Par Catherine Fay-De-Lestrac
« Un break pour éviter le burnout », c'est ainsi que Christian V. résume son recours au baluchonnage, un dispositif né au Canada et désormais légalisé en France. À 69 ans, cet ancien chef d'entreprise accompagne sa femme atteinte de la maladie d'Alzheimer.
3 à 6 jours pour se ressourcer
« Il faut se ressourcer pour mieux s'occuper de son proche en revenant », confie-t-il. Après plusieurs tentatives infructueuses d'accueil temporaire en Ehpad, il a choisi ce nouveau format, plus adapté à la pathologie de sa compagne. Le baluchonnage consiste à faire venir un professionnel à domicile entre trois et six jours, nuit et jour, pour assurer une présence continue auprès de la personne dépendante.
1/3 des aidants décèdent avant la personne aidée
S'occuper d'un proche en perte d'autonomie a un impact fort sur la santé des aidants. « Un tiers d'entre eux décède avant la personne aidée », rappelle le ministère de l'Autonomie et du Handicap (Mourir d'aider : lorsque les aidants craquent...). Le répit permet de « souffler », de consulter un médecin ou simplement de prendre soin de soi. « L'aidant s'oublie beaucoup. Il ne parle pas de ses propres problèmes de santé. Cela impacte sa qualité de vie et son espérance de vie », confirme Rachel Petitprez, directrice de l'association Baluchon France.

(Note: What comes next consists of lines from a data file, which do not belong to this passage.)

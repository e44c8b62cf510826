//! Axum router and all RPC handlers.
//!
//! `build_router` is the single entry point; `serve` attaches middleware
//! layers afterwards so tests can compose the bare router.

use std::collections::HashMap;
use std::sync::Arc;

use axum::{
    extract::State,
    http::StatusCode,
    response::{IntoResponse, Response},
    routing::{get, post},
    Json, Router,
};
use axum_extra::extract::cookie::{Cookie, CookieJar};
use mpf_db::{
    account_state, create_session, delete_session, first_account_for_user, search_statuses,
    session_uid, set_user_state, stream_state, update_status, user_state,
};
use mpf_schemas::{Error, ListDirection, SetStatusAction, UserInfo};
use tracing::info;

use crate::api_types::*;
use crate::state::AppState;

pub const SESSION_COOKIE: &str = "mastopoof_session";
const SESSION_TTL_SECS: i64 = 30 * 24 * 3600;

// ---------------------------------------------------------------------------
// Error envelope
// ---------------------------------------------------------------------------

pub struct ApiError(Error);

impl From<Error> for ApiError {
    fn from(e: Error) -> Self {
        ApiError(e)
    }
}

impl IntoResponse for ApiError {
    fn into_response(self) -> Response {
        let (status, kind) = match &self.0 {
            Error::NotFound(_) => (StatusCode::NOT_FOUND, "not_found"),
            Error::InvalidArgument(_) => (StatusCode::BAD_REQUEST, "invalid_argument"),
            Error::PermissionDenied(_) => (StatusCode::FORBIDDEN, "permission_denied"),
            Error::Upstream { .. } => (StatusCode::BAD_GATEWAY, "upstream"),
            Error::Conflict(_) => (StatusCode::CONFLICT, "conflict"),
            // CleanAbort is transaction-internal; reaching here is a bug.
            Error::Internal(_) | Error::CleanAbort => {
                (StatusCode::INTERNAL_SERVER_ERROR, "internal")
            }
        };
        if status == StatusCode::INTERNAL_SERVER_ERROR {
            tracing::error!(error = %self.0, "internal error");
        }
        (
            status,
            Json(ErrorResponse {
                error: self.0.to_string(),
                kind: kind.to_string(),
            }),
        )
            .into_response()
    }
}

Une expérimentation validée et désormais encadrée
En France, ce dispositif a été testé entre 2020 et 2024 dans environ 600 foyers. Il a été légalisé par une loi de novembre 2024 et un décret d'août 2025, qui assouplit le droit du travail pour permettre des astreintes de 24h sur plusieurs jours. Les structures intéressées peuvent désormais déposer des dossiers pour proposer cette offre dès fin 2025.

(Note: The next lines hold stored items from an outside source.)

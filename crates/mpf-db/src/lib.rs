//! SQLite store for mastopoof.
//!
//! One database file, two pools: a single-connection writer pool (write
//! transactions are explicit `BEGIN IMMEDIATE`) and a reader pool sized to
//! the CPU count. Every data-access function in this workspace takes
//! `&mut SqliteConnection`, so it runs unchanged against a reader
//! connection, a writer connection, or an open transaction.

use std::str::FromStr;
use std::sync::Arc;
use std::time::Duration;

use futures_util::future::BoxFuture;
use mpf_schemas::{Error, Result};
use rand::Rng;
use sqlx::pool::PoolConnection;
use sqlx::sqlite::{
    SqliteConnectOptions, SqliteJournalMode, SqlitePool, SqlitePoolOptions, SqliteSynchronous,
};
use sqlx::{Sqlite, SqliteConnection};
use tracing::{debug, warn};

pub mod entities;
pub mod schema;
pub mod sessions;

pub use entities::*;
pub use schema::migrate;
pub use sessions::*;

pub const ENV_DB: &str = "MASTOPOOF_DB";

/// ~1 GiB page cache (negative value = KiB, per SQLite convention).
const CACHE_SIZE_KIB: i64 = -1_048_576;
const BUSY_TIMEOUT: Duration = Duration::from_secs(5);

// ---------------------------------------------------------------------------
// Store
// ---------------------------------------------------------------------------

#[derive(Clone)]
pub struct Store {
    rw: SqlitePool,
    ro: SqlitePool,
}

impl Store {
    /// Open (creating if missing) a file-backed database with WAL, NORMAL
    /// synchronous mode, foreign keys on, and a 5 s busy timeout.
    pub async fn open(path: &str) -> Result<Self> {
        let uri = if path.starts_with("sqlite:") {
            path.to_string()
        } else {
            format!("sqlite:{path}")
        };
        let opts = SqliteConnectOptions::from_str(&uri)
            .map_err(|e| Error::InvalidArgument(format!("bad database uri '{path}': {e}")))?
            .create_if_missing(true)
            .journal_mode(SqliteJournalMode::Wal)
            .synchronous(SqliteSynchronous::Normal)
            .foreign_keys(true)
            .busy_timeout(BUSY_TIMEOUT)
            .pragma("cache_size", CACHE_SIZE_KIB.to_string());

        let rw = SqlitePoolOptions::new()
            .max_connections(1)
            .connect_with(opts.clone())
            .await?;

        let readers = num_cpus::get().max(4) as u32;
        let ro = SqlitePoolOptions::new()
            .max_connections(readers)
            .connect_with(opts)
            .await?;

        Ok(Self { rw, ro })
    }

    /// In-memory database for tests: a single shared connection serves both
    /// roles so the database survives as long as the pool does.
    pub async fn open_in_memory() -> Result<Self> {
        let opts = SqliteConnectOptions::from_str("sqlite::memory:")
            .map_err(|e| Error::Internal(format!("memory uri: {e}")))?
            .foreign_keys(true)
            .busy_timeout(BUSY_TIMEOUT);

        let pool = SqlitePoolOptions::new()
            .max_connections(1)
            .min_connections(1)
            .idle_timeout(None)
            .max_lifetime(None)
            .connect_with(opts)
            .await?;

        Ok(Self {
            rw: pool.clone(),
            ro: pool,
        })
    }

    /// A connection from the reader pool. Queries on it see a consistent
    /// snapshot for the duration of each implicit transaction.
    pub async fn read(&self) -> Result<PoolConnection<Sqlite>> {
        Ok(self.ro.acquire().await?)
    }

    /// Start a write transaction (`BEGIN IMMEDIATE`) on the single writer
    /// connection. Contending writers serialize here.
    pub async fn begin(&self) -> Result<RwTxn> {
        let mut conn = self.rw.acquire().await?;
        sqlx::query("BEGIN IMMEDIATE")
            .execute(conn.as_mut())
            .await?;
        Ok(RwTxn { conn: Some(conn) })
    }

    /// Run `f` inside a write transaction. Commits on success, rolls back on
    /// error. The `CleanAbort` sentinel rolls back without propagating and
    /// yields `Ok(None)`; any other error rolls back and propagates.
    pub async fn with_rw<T, F>(&self, f: F) -> Result<Option<T>>
    where
        F: for<'c> FnOnce(&'c mut SqliteConnection) -> BoxFuture<'c, Result<T>>,
    {
        let mut txn = self.begin().await?;
        match f(txn.conn()).await {
            Ok(v) => {
                txn.commit().await?;
                Ok(Some(v))
            }
            Err(Error::CleanAbort) => {
                txn.rollback().await?;
                Ok(None)
            }
            Err(e) => {
                txn.rollback().await?;
                Err(e)
            }
        }
    }

    /// Writer pool handle, used by the migrator for pragma toggles that must
    /// happen outside any transaction.
    pub(crate) async fn writer(&self) -> Result<PoolConnection<Sqlite>> {
        Ok(self.rw.acquire().await?)
    }

    pub async fn close(&self) {
        self.rw.close().await;
        self.ro.close().await;
    }
}

// ---------------------------------------------------------------------------
// RwTxn
// ---------------------------------------------------------------------------

/// An open `BEGIN IMMEDIATE` transaction on the writer connection.
///
/// Must be finished with [`RwTxn::commit`] or [`RwTxn::rollback`]. If it is
/// dropped instead, the connection is discarded, which makes SQLite roll the
/// transaction back on close; the writer pool reopens lazily.
pub struct RwTxn {
    conn: Option<PoolConnection<Sqlite>>,
}

impl RwTxn {
    pub fn conn(&mut self) -> &mut SqliteConnection {
        self.conn
            .as_mut()
            .expect("transaction already finished")
            .as_mut()
    }

    pub async fn commit(mut self) -> Result<()> {
        let mut conn = self.conn.take().expect("transaction already finished");
        sqlx::query("COMMIT").execute(conn.as_mut()).await?;
        Ok(())
    }

    pub async fn rollback(mut self) -> Result<()> {
        let mut conn = self.conn.take().expect("transaction already finished");
        sqlx::query("ROLLBACK").execute(conn.as_mut()).await?;
        Ok(())
    }
}

impl Drop for RwTxn {
    fn drop(&mut self) {
        if let Some(conn) = self.conn.take() {
            warn!("write transaction dropped without commit; discarding connection");
            drop(conn.detach());
        }
    }
}

// ---------------------------------------------------------------------------
// Periodic optimize
// ---------------------------------------------------------------------------

const OPTIMIZE_INTERVAL: Duration = Duration::from_secs(3600);

/// Run `PRAGMA optimize` roughly every hour, with small jitter so several
/// processes against the same file do not line up.
pub fn spawn_optimize(store: Arc<Store>) -> tokio::task::JoinHandle<()> {
    tokio::spawn(async move {
        loop {
            let jitter = Duration::from_secs(rand::thread_rng().gen_range(0..120));
            tokio::time::sleep(OPTIMIZE_INTERVAL + jitter).await;
            match store.writer().await {
                Ok(mut conn) => {
                    if let Err(e) = sqlx::query("PRAGMA optimize").execute(conn.as_mut()).await {
                        warn!(error = %e, "optimize pass failed");
                    } else {
                        debug!("optimize pass done");
                    }
                }
                Err(e) => warn!(error = %e, "optimize: no writer connection"),
            }
        }
    })
}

À qui s'adresse le baluchonnage ?
Le baluchonnage s'adresse aux personnes ayant des troubles cognitifs, du neurodéveloppement ou des troubles psychiques sévères associés à des comportements complexes. Cela inclut notamment les malades d'Alzheimer ou de Parkinson, les personnes avec autisme sévère, celles qui inversent le rythme jour/nuit ou présentent des états de grande agitation ou d'apathie. Au total, 10 000 personnes seraient concernées en France, selon Baluchon France.
Une méthode rigoureuse et personnalisée
Trois mois avant l'intervention, un responsable de l'association visite le domicile pour évaluer la situation et identifier les habitudes de la personne aidée. Le professionnel, appelé « baluchonneur », est un aide à domicile, auxiliaire de vie ou infirmier expérimenté (17 ans de métier en moyenne), spécifiquement formé à cette mission. Valérie Alaux, auxiliaire de vie et baluchonneuse, a déjà réalisé seize missions. Elle décrit une préparation minutieuse : « On reçoit le dossier au moins un mois avant, avec tous les détails nécessaires : le handicap, les habitudes, les médicaments… »
144 heures de présence
Le premier jour, le baluchonneur passe trois heures avec l'aidant et la personne aidée. « On pense à tout pour ne pas déranger l'aidant ensuite », insiste-t-elle. Chaque mission représente environ 144 heures de présence, soit un mois de travail concentré sur quelques jours. Les heures de repos sont compensées a posteriori. « Je préfère ça à faire des sauts de puce d'un domicile à l'autre », affirme Valérie, qui apprécie l'impact direct de son action auprès des familles.